> **Try it**
Looking through the listing that follows, count the lines that contain "impl" and give only that number.

> **Material for this task**
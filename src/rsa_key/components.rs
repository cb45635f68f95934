use crate::error::{LtpaError, Result};
use crate::rsa_key::layout::PartialComponents;
use num_bigint::BigUint;
use num_traits::Zero;
use std::fmt::{Debug, Formatter};
use utils::BigUintExt;

/// The eight CRT components of an RSA private key, `prime1 > prime2` and `coefficient = prime2^-1 mod prime1`.
#[derive(Clone, PartialEq, Eq)]
pub struct RsaComponents {
    pub modulus: BigUint,
    pub private_exponent: BigUint,
    pub public_exponent: BigUint,
    pub prime1: BigUint,
    pub prime2: BigUint,
    pub exponent1: BigUint,
    pub exponent2: BigUint,
    pub coefficient: BigUint,
}

impl Debug for RsaComponents {
    fn fmt(&self, f: &mut Formatter<'_>) -> std::fmt::Result {
        f.debug_struct("RsaComponents")
            .field("modulus_bits", &self.modulus.bits())
            .field("public_exponent", &self.public_exponent)
            .finish_non_exhaustive()
    }
}

impl RsaComponents {
    /// Big-endian magnitudes in the order `n, d, e, p, q, dp, dq, qinv`.
    pub fn to_be_bytes(&self) -> [Vec<u8>; 8] {
        [
            &self.modulus,
            &self.private_exponent,
            &self.public_exponent,
            &self.prime1,
            &self.prime2,
            &self.exponent1,
            &self.exponent2,
            &self.coefficient,
        ]
        .map(|x| x.to_bytes_be())
    }
}

fn minus_one(x: &BigUint, what: &'static str) -> Result<BigUint> {
    BigUintExt(x)
        .checked_dec()
        .filter(|x| !x.is_zero())
        .ok_or(LtpaError::Arithmetic(what))
}

fn inverse(x: &BigUint, modulus: &BigUint, what: &'static str) -> Result<BigUint> {
    BigUintExt(x).modinv(modulus).ok_or(LtpaError::Arithmetic(what))
}

/// Fills in every missing component from `e, p, q` (and `d` when present).
///
/// The primes are normalized first so that `prime1 > prime2`. Swapping them invalidates a given coefficient.
pub fn complete_components(partial: PartialComponents) -> Result<RsaComponents> {
    let PartialComponents {
        modulus,
        private_exponent,
        public_exponent,
        mut prime1,
        mut prime2,
        mut exponent1,
        mut exponent2,
        mut coefficient,
        ..
    } = partial;

    if prime1 < prime2 {
        log::debug!("prime1 < prime2, swapping the primes");
        std::mem::swap(&mut prime1, &mut prime2);
        std::mem::swap(&mut exponent1, &mut exponent2);
        coefficient = None;
    }

    let coefficient = match coefficient {
        Some(c) => c,
        None => inverse(&prime2, &prime1, "CRT coefficient")?,
    };

    let modulus = modulus.unwrap_or_else(|| &prime1 * &prime2);

    let private_exponent = match private_exponent {
        Some(d) => d,
        None => {
            let phi = minus_one(&prime1, "private exponent")? * minus_one(&prime2, "private exponent")?;
            inverse(&public_exponent, &phi, "private exponent")?
        }
    };

    let exponent1 = match exponent1 {
        Some(x) => x,
        None => &private_exponent % minus_one(&prime1, "exponent1")?,
    };
    let exponent2 = match exponent2 {
        Some(x) => x,
        None => &private_exponent % minus_one(&prime2, "exponent2")?,
    };

    log::debug!("RSA key completed, {} bits modulus", modulus.bits());

    Ok(RsaComponents {
        modulus,
        private_exponent,
        public_exponent,
        prime1,
        prime2,
        exponent1,
        exponent2,
        coefficient,
    })
}
use crate::{CipherError, Sign, Verify};
use rsa::pkcs1v15::{Signature, SigningKey, VerifyingKey};
use rsa::signature::{Keypair, SignatureEncoding, Signer as _, Verifier as _};
use rsa::{RsaPrivateKey, RsaPublicKey};
use sha1::Sha1;

/// RSASSA-PKCS1-v1_5 with SHA-1 (`sha1WithRSAEncryption`), RFC 8017 8.2.
#[derive(Clone)]
pub struct PKCS1Sign {
    key: SigningKey<Sha1>,
}

#[derive(Clone)]
pub struct PKCS1Verify {
    key: VerifyingKey<Sha1>,
}

impl PKCS1Sign {
    pub fn new(key: RsaPrivateKey) -> Self {
        Self {
            key: SigningKey::<Sha1>::new(key),
        }
    }

    pub fn verify_key(&self) -> PKCS1Verify {
        PKCS1Verify {
            key: self.key.verifying_key(),
        }
    }
}

impl PKCS1Verify {
    pub fn new(key: RsaPublicKey) -> Self {
        Self {
            key: VerifyingKey::<Sha1>::new(key),
        }
    }
}

impl Sign for PKCS1Sign {
    fn sign(&self, msg: &[u8], sign: &mut Vec<u8>) -> Result<(), CipherError> {
        let s = self
            .key
            .try_sign(msg)
            .map_err(|e| CipherError::SignFailed(e.to_string()))?;
        sign.extend_from_slice(&s.to_bytes());
        Ok(())
    }
}

impl Verify for PKCS1Sign {
    fn verify(&self, msg: &[u8], sign: &[u8]) -> Result<(), CipherError> {
        self.verify_key().verify(msg, sign)
    }
}

impl Verify for PKCS1Verify {
    fn verify(&self, msg: &[u8], sign: &[u8]) -> Result<(), CipherError> {
        let sig =
            Signature::try_from(sign).map_err(|e| CipherError::ValidateFailed(e.to_string()))?;
        self.key
            .verify(msg, &sig)
            .map_err(|e| CipherError::ValidateFailed(e.to_string()))
    }
}
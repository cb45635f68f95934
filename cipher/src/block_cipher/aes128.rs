//! AES-128, FIPS 197.

use crate::{BlockDecrypt, BlockEncrypt, CipherError};
use aes::cipher::generic_array::GenericArray;
use aes::cipher::{BlockDecrypt as _, BlockEncrypt as _, KeyInit};
use aes::Aes128;

#[derive(Clone)]
pub struct AES128 {
    cipher: Aes128,
}

impl AES128 {
    pub const KEY_SIZE: usize = 16;
    pub const BLOCK_SIZE: usize = 16;

    pub fn new(key: &[u8]) -> Result<Self, CipherError> {
        Aes128::new_from_slice(key)
            .map(|cipher| Self { cipher })
            .map_err(|_| CipherError::InvalidKeySize {
                target: Self::KEY_SIZE,
                real: key.len(),
            })
    }
}

impl BlockEncrypt<16> for AES128 {
    fn encrypt_block(&self, plaintext: &[u8; 16]) -> [u8; 16] {
        let mut block = GenericArray::clone_from_slice(plaintext);
        self.cipher.encrypt_block(&mut block);
        let mut out = [0u8; 16];
        out.copy_from_slice(block.as_slice());
        out
    }
}

impl BlockDecrypt<16> for AES128 {
    fn decrypt_block(&self, ciphertext: &[u8; 16]) -> [u8; 16] {
        let mut block = GenericArray::clone_from_slice(ciphertext);
        self.cipher.decrypt_block(&mut block);
        let mut out = [0u8; 16];
        out.copy_from_slice(block.as_slice());
        out
    }
}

> **Response**
10